Start of PROVIDED DATA
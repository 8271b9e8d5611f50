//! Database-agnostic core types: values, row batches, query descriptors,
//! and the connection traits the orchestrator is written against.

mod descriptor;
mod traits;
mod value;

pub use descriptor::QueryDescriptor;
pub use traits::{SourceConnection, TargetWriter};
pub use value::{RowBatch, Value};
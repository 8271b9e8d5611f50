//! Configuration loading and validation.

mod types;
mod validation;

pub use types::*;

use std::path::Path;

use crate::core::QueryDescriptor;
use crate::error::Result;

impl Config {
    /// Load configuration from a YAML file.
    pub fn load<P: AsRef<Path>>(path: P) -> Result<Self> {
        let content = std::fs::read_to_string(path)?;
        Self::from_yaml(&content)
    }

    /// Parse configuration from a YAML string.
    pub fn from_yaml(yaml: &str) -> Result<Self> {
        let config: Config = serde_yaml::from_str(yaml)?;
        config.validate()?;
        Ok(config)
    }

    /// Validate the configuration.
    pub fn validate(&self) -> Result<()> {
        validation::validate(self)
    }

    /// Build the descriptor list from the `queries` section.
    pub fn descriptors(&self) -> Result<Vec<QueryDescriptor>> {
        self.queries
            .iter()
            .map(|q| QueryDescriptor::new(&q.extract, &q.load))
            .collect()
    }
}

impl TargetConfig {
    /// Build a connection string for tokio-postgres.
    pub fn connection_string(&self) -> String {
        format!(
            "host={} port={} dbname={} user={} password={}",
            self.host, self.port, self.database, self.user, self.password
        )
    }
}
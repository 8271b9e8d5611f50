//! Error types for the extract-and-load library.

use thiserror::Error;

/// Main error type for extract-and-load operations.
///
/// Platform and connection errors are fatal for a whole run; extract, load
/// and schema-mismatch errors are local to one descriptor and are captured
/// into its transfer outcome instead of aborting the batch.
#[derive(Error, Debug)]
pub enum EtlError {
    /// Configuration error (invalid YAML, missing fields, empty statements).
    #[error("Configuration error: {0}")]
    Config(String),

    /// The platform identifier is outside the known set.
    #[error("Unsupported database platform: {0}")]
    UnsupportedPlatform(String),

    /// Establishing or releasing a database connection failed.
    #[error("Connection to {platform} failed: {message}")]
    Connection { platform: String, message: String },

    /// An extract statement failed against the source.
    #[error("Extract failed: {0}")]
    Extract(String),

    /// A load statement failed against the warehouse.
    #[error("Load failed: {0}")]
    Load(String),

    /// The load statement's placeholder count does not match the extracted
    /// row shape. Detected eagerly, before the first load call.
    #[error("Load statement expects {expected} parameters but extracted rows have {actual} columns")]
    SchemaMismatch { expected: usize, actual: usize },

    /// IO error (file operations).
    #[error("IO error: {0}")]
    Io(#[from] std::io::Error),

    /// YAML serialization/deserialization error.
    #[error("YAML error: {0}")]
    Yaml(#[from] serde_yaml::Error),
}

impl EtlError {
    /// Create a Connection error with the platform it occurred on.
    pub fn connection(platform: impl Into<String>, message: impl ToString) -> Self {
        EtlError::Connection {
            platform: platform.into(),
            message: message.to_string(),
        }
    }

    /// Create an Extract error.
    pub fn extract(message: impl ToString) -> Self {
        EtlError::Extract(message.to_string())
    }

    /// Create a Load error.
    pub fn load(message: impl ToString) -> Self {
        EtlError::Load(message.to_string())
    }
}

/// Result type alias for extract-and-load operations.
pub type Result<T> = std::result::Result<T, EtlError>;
End of PROVIDED DATA
> _WHAT TO DO_
Every line from the data above that contains "operations" must appear in the answer.

> _PROBLEM SOLUTION_
/// Main error type for extract-and-load operations.
    /// IO error (file operations).
/// Result type alias for extract-and-load operations.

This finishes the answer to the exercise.